I have started blogs and stopped blogs over the years since that fateful day of getting ISS. Especially as I have began to grow in my faith and my love for learning and for the Lord, I’ve started many a draft that I have never posted. I’m picky about the things I post on Facebook and Instagram.

How many of you have dared to read the comment section of blog posts or teachings that you’ve either loved or hated? Geez, how about the comment section of ANYTHING out there on the internet? It’s absolutely ridiculous. Hateful words. People will make grand statements about someone they know absolutely nothing about based on one thing that they say. We all do it – we all decide someone is an idiot when we read a blog post that we blatantly disagree with. The other day someone posted a long article about how music lessons are pointless – I disagreed and caught myself subconsciously thinking that that one opinion meant that that entire human being was an idiot and I would never want to read anything else they would ever write. Evil seeks to find division. It seeks to pick apart your confidence and to tear us away from each other.
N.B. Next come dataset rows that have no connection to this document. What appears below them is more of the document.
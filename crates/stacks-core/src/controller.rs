//! Conversation controller
//!
//! Owns the active session and its view, and drives a question through
//! `Idle -> Sending -> Idle` (or `Error` when the endpoint fails). Sending is
//! split into [`ConversationController::begin_send`] and
//! [`ConversationController::complete_send`] so a front end can run the
//! network call on its own task; [`ConversationController::send`] does both.

use crate::chat_log::{new_session_id, ChatLog, ChatSession};
use crate::client::{AskBackend, AskRequest};
use crate::identity::UserId;
use crate::view_model::ConversationView;
use std::sync::Arc;
use thiserror::Error;
use tracing::{info, warn};

#[derive(Debug, Clone, PartialEq, Eq)]
pub enum ConversationState {
    Idle,
    Sending,
    Error(String),
}

/// Why a submission was refused before anything was sent
#[derive(Debug, Clone, PartialEq, Eq, Error)]
pub enum SubmitError {
    #[error("Message is empty")]
    EmptyInput,
    #[error("No user id available; chats cannot be saved")]
    NoIdentity,
    #[error("No active conversation")]
    NoActiveSession,
    #[error("A message is already being sent")]
    Busy,
}

#[derive(Debug, Clone, PartialEq, Eq)]
pub enum SendOutcome {
    /// The endpoint answered. `persisted` is false if the log write failed.
    Delivered { response: String, persisted: bool },
    /// The endpoint failed; nothing was stored and the question is handed back.
    Failed { reason: String, restored_input: String },
    /// No send was in flight.
    Ignored,
}

struct InFlight {
    session_id: String,
    question: String,
}

pub struct ConversationController {
    user_id: UserId,
    log: ChatLog,
    backend: Arc<dyn AskBackend>,
    state: ConversationState,
    active_session: Option<String>,
    view: ConversationView,
    sessions: Vec<ChatSession>,
    in_flight: Option<InFlight>,
}

impl ConversationController {
    /// Starts on a fresh, empty conversation with the session list loaded.
    pub fn new(user_id: UserId, log: ChatLog, backend: Arc<dyn AskBackend>) -> Self {
        let mut controller = Self {
            user_id,
            log,
            backend,
            state: ConversationState::Idle,
            active_session: Some(new_session_id()),
            view: ConversationView::new(),
            sessions: Vec::new(),
            in_flight: None,
        };
        controller.refresh_sessions();
        controller
    }

    pub fn state(&self) -> &ConversationState {
        &self.state
    }

    pub fn is_sending(&self) -> bool {
        self.state == ConversationState::Sending
    }

    pub fn active_session(&self) -> Option<&str> {
        self.active_session.as_deref()
    }

    pub fn view(&self) -> &ConversationView {
        &self.view
    }

    pub fn sessions(&self) -> &[ChatSession] {
        &self.sessions
    }

    pub fn backend(&self) -> Arc<dyn AskBackend> {
        Arc::clone(&self.backend)
    }

    pub fn refresh_sessions(&mut self) {
        self.sessions = if self.user_id.is_available() {
            self.log.all_sessions(&self.user_id)
        } else {
            Vec::new()
        };
    }

    /// Switch to a fresh session. The log is not touched.
    pub fn new_conversation(&mut self) {
        let session_id = new_session_id();
        info!(%session_id, "starting new conversation");
        self.active_session = Some(session_id);
        self.view = ConversationView::new();
    }

    /// Make `session_id` active and rebuild the view from the log. A question
    /// still awaiting its reply in that session stays pending.
    pub fn load_session(&mut self, session_id: &str) {
        let entries = self.log.session(&self.user_id, session_id);
        self.view = ConversationView::from_entries(&entries);
        if let Some(in_flight) = self.in_flight.as_ref().filter(|f| f.session_id == session_id) {
            self.view.push_pending(&in_flight.question);
        }
        self.active_session = Some(session_id.to_string());
    }

    /// Validate `input`, show it as pending and build the request to send.
    pub fn begin_send(&mut self, input: &str) -> Result<AskRequest, SubmitError> {
        if self.is_sending() {
            return Err(SubmitError::Busy);
        }
        if input.trim().is_empty() {
            return Err(SubmitError::EmptyInput);
        }
        if !self.user_id.is_available() {
            return Err(SubmitError::NoIdentity);
        }
        let session_id = self
            .active_session
            .clone()
            .ok_or(SubmitError::NoActiveSession)?;

        let history = self.log.session(&self.user_id, &session_id);
        self.view.push_pending(input);
        self.in_flight = Some(InFlight {
            session_id: session_id.clone(),
            question: input.to_string(),
        });
        self.state = ConversationState::Sending;

        Ok(AskRequest {
            user_id: self.user_id.as_str().to_string(),
            question: input.to_string(),
            chat_id: session_id,
            history,
        })
    }

    /// Apply the endpoint's answer (or failure) to the in-flight question.
    pub fn complete_send(&mut self, result: anyhow::Result<String>) -> SendOutcome {
        let Some(in_flight) = self.in_flight.take() else {
            return SendOutcome::Ignored;
        };
        let still_active = self.active_session.as_deref() == Some(in_flight.session_id.as_str());

        match result {
            Ok(response) => {
                let persisted = match self.log.append(
                    &self.user_id,
                    &in_flight.session_id,
                    &in_flight.question,
                    &response,
                ) {
                    Ok(_) => true,
                    Err(e) => {
                        warn!(error = %e, "reply received but could not be saved");
                        false
                    }
                };

                if still_active {
                    self.view.commit(&in_flight.question, &response);
                }
                self.refresh_sessions();
                self.state = ConversationState::Idle;

                SendOutcome::Delivered {
                    response,
                    persisted,
                }
            }
            Err(e) => {
                let reason = e.to_string();
                warn!(error = %reason, "failed to send message");

                if still_active {
                    self.view.rollback();
                }
                self.state = ConversationState::Error(reason.clone());

                SendOutcome::Failed {
                    reason,
                    restored_input: in_flight.question,
                }
            }
        }
    }

    /// Acknowledge a failed send, returning to `Idle`.
    pub fn dismiss_error(&mut self) -> Option<String> {
        match std::mem::replace(&mut self.state, ConversationState::Idle) {
            ConversationState::Error(reason) => Some(reason),
            other => {
                self.state = other;
                None
            }
        }
    }

    /// Send `input` and wait for the answer.
    pub async fn send(&mut self, input: &str) -> Result<SendOutcome, SubmitError> {
        let request = self.begin_send(input)?;
        let result = self.backend.ask(&request).await;
        Ok(self.complete_send(result))
    }
}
This truly terrifies me.

I feel like a complicated human being (but really, who isn’t?). I am strong willed, I am independent, and I am very opinionated. But alongside of that, in my heart of hearts, I am a people pleaser. I want to please people because I love people. The idea that someone would dislike me or misinterpret something I say genuinely makes me want to throw up. But I’m beginning to acknowledge that to care too much about not saying things because of a fear that people won’t like what I have to say is something that could easily hold me back from saying some really beautiful things. And it’s because fear of failure holds us back from being fully engaged in ministry the way that the Lord has called us to be.

The Bible says, “Everyone will hate you because of me…” (Mark 13:13). And we are called to “love your enemies, and pray for those who persecute you” (Matthew 5:44). To truly live in the truth of these things, you must acknowledge that you will have enemies. People will disagree with you and they will hurt you. But to allow the Lord to speak through you requires courage. It requires putting yourself out there with the risk of the things you fear actually happening.

So the balance that we must all struggle with, especially as we decide to step into that dangerous vulnerable territory of the internet is how do we say what we feel the need to say while loving people who we cannot see? How do I blog about the things the Lord is teaching me while loving (or better yet, honoring) the person that I don’t know that is reading it? How do I love the person who will at some point probably make a nasty comment about something that I say?

I think it takes loads of intentionality. The balance requires intentionality in remembering that we are a work in progress and that our writing is a reflection of that, and intentionality about who we are talking to and about and how.

So here I am, in my uncertainty and fear of putting myself out there, blogging. To you, whoever you are, I promise to try to challenge and honor you in the things that I say. And I hope you’ll show me grace in the moments that I don’t do that fully.